• _Work to be completed_
What is needed is an exact transcription of every entry below.

┌─ Extracted records

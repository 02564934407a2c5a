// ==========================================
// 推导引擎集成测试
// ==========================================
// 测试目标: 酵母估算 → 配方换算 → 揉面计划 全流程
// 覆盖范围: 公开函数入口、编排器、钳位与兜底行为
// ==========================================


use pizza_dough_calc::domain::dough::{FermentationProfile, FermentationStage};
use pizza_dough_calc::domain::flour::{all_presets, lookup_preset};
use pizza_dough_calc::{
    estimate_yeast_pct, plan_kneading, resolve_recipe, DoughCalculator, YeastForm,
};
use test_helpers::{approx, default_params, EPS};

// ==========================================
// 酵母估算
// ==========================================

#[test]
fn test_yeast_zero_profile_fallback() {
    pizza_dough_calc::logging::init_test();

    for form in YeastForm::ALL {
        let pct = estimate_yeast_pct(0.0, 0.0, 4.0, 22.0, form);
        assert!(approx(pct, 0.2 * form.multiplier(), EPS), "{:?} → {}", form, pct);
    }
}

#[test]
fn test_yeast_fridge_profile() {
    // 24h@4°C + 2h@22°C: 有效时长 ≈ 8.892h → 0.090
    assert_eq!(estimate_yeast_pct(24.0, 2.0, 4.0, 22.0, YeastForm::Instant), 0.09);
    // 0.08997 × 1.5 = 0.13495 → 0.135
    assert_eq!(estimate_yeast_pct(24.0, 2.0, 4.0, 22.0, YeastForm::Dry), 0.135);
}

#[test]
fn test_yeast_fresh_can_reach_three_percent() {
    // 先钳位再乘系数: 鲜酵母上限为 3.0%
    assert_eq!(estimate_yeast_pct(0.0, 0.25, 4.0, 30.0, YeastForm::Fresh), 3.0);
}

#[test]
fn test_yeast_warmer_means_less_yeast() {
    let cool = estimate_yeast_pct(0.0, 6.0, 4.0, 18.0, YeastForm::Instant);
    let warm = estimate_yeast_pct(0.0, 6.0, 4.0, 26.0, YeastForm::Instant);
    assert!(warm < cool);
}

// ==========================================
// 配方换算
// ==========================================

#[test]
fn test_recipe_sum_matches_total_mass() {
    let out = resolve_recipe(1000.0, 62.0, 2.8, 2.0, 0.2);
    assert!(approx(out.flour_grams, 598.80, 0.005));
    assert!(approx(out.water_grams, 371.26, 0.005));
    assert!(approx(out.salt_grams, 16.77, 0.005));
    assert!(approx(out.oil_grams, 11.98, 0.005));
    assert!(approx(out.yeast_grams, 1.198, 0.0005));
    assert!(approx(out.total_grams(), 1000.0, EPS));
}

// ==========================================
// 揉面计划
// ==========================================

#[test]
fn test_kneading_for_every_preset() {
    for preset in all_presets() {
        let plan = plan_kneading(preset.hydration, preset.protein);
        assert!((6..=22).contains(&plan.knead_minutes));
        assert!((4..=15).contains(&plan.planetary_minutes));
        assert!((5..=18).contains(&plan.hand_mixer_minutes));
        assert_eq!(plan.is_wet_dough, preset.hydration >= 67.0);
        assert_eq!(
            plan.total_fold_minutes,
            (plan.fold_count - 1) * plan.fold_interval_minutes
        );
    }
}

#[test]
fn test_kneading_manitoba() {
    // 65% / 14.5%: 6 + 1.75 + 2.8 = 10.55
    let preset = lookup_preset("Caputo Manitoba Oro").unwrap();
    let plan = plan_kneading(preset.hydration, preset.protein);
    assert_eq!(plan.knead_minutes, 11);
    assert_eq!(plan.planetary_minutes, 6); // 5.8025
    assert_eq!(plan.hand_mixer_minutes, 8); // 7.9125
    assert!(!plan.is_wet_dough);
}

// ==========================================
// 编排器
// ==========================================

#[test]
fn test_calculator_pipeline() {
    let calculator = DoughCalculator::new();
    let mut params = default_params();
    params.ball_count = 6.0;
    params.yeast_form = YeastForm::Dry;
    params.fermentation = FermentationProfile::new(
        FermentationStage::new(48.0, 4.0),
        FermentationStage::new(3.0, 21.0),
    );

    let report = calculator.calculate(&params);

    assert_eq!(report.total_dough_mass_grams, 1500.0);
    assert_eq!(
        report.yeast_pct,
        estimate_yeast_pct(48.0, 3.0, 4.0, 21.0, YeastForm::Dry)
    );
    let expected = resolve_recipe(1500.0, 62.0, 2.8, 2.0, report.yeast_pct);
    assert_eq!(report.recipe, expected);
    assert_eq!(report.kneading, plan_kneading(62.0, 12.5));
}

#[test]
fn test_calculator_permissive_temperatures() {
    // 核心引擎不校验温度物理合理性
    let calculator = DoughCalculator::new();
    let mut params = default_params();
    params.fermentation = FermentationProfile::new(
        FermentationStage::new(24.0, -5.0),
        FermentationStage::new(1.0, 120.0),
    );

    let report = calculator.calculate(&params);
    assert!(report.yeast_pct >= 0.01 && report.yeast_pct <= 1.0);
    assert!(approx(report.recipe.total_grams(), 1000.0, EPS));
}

└─

• _Final answer_
repository 02564934407a2c5a
// ==========================================
// 推导引擎集成测试
// ==========================================
// 测试目标: 酵母估算 → 配方换算 → 揉面计划 全流程
// 覆盖范围: 公开函数入口、编排器、钳位与兜底行为
// ==========================================


use pizza_dough_calc::domain::dough::{FermentationProfile, FermentationStage};
use pizza_dough_calc::domain::flour::{all_presets, lookup_preset};
use pizza_dough_calc::{
    estimate_yeast_pct, plan_kneading, resolve_recipe, DoughCalculator, YeastForm,
};
use test_helpers::{approx, default_params, EPS};

// ==========================================
// 酵母估算
// ==========================================

#[test]
fn test_yeast_zero_profile_fallback() {
    pizza_dough_calc::logging::init_test();

    for form in YeastForm::ALL {
        let pct = estimate_yeast_pct(0.0, 0.0, 4.0, 22.0, form);
        assert!(approx(pct, 0.2 * form.multiplier(), EPS), "{:?} → {}", form, pct);
    }
}

#[test]
fn test_yeast_fridge_profile() {
    // 24h@4°C + 2h@22°C: 有效时长 ≈ 8.892h → 0.090
    assert_eq!(estimate_yeast_pct(24.0, 2.0, 4.0, 22.0, YeastForm::Instant), 0.09);
    // 0.08997 × 1.5 = 0.13495 → 0.135
    assert_eq!(estimate_yeast_pct(24.0, 2.0, 4.0, 22.0, YeastForm::Dry), 0.135);
}

#[test]
fn test_yeast_fresh_can_reach_three_percent() {
    // 先钳位再乘系数: 鲜酵母上限为 3.0%
    assert_eq!(estimate_yeast_pct(0.0, 0.25, 4.0, 30.0, YeastForm::Fresh), 3.0);
}

#[test]
fn test_yeast_warmer_means_less_yeast() {
    let cool = estimate_yeast_pct(0.0, 6.0, 4.0, 18.0, YeastForm::Instant);
    let warm = estimate_yeast_pct(0.0, 6.0, 4.0, 26.0, YeastForm::Instant);
    assert!(warm < cool);
}

// ==========================================
// 配方换算
// ==========================================

#[test]
fn test_recipe_sum_matches_total_mass() {
    let out = resolve_recipe(1000.0, 62.0, 2.8, 2.0, 0.2);
    assert!(approx(out.flour_grams, 598.80, 0.005));
    assert!(approx(out.water_grams, 371.26, 0.005));
    assert!(approx(out.salt_grams, 16.77, 0.005));
    assert!(approx(out.oil_grams, 11.98, 0.005));
    assert!(approx(out.yeast_grams, 1.198, 0.0005));
    assert!(approx(out.total_grams(), 1000.0, EPS));
}

// ==========================================
// 揉面计划
// ==========================================

#[test]
fn test_kneading_for_every_preset() {
    for preset in all_presets() {
        let plan = plan_kneading(preset.hydration, preset.protein);
        assert!((6..=22).contains(&plan.knead_minutes));
        assert!((4..=15).contains(&plan.planetary_minutes));
        assert!((5..=18).contains(&plan.hand_mixer_minutes));
        assert_eq!(plan.is_wet_dough, preset.hydration >= 67.0);
        assert_eq!(
            plan.total_fold_minutes,
            (plan.fold_count - 1) * plan.fold_interval_minutes
        );
    }
}

#[test]
fn test_kneading_manitoba() {
    // 65% / 14.5%: 6 + 1.75 + 2.8 = 10.55
    let preset = lookup_preset("Caputo Manitoba Oro").unwrap();
    let plan = plan_kneading(preset.hydration, preset.protein);
    assert_eq!(plan.knead_minutes, 11);
    assert_eq!(plan.planetary_minutes, 6); // 5.8025
    assert_eq!(plan.hand_mixer_minutes, 8); // 7.9125
    assert!(!plan.is_wet_dough);
}

// ==========================================
// 编排器
// ==========================================

#[test]
fn test_calculator_pipeline() {
    let calculator = DoughCalculator::new();
    let mut params = default_params();
    params.ball_count = 6.0;
    params.yeast_form = YeastForm::Dry;
    params.fermentation = FermentationProfile::new(
        FermentationStage::new(48.0, 4.0),
        FermentationStage::new(3.0, 21.0),
    );

    let report = calculator.calculate(&params);

    assert_eq!(report.total_dough_mass_grams, 1500.0);
    assert_eq!(
        report.yeast_pct,
        estimate_yeast_pct(48.0, 3.0, 4.0, 21.0, YeastForm::Dry)
    );
    let expected = resolve_recipe(1500.0, 62.0, 2.8, 2.0, report.yeast_pct);
    assert_eq!(report.recipe, expected);
    assert_eq!(report.kneading, plan_kneading(62.0, 12.5));
}

#[test]
fn test_calculator_permissive_temperatures() {
    // 核心引擎不校验温度物理合理性
    let calculator = DoughCalculator::new();
    let mut params = default_params();
    params.fermentation = FermentationProfile::new(
        FermentationStage::new(24.0, -5.0),
        FermentationStage::new(1.0, 120.0),
    );

    let report = calculator.calculate(&params);
    assert!(report.yeast_pct >= 0.01 && report.yeast_pct <= 1.0);
    assert!(approx(report.recipe.total_grams(), 1000.0, EPS));
}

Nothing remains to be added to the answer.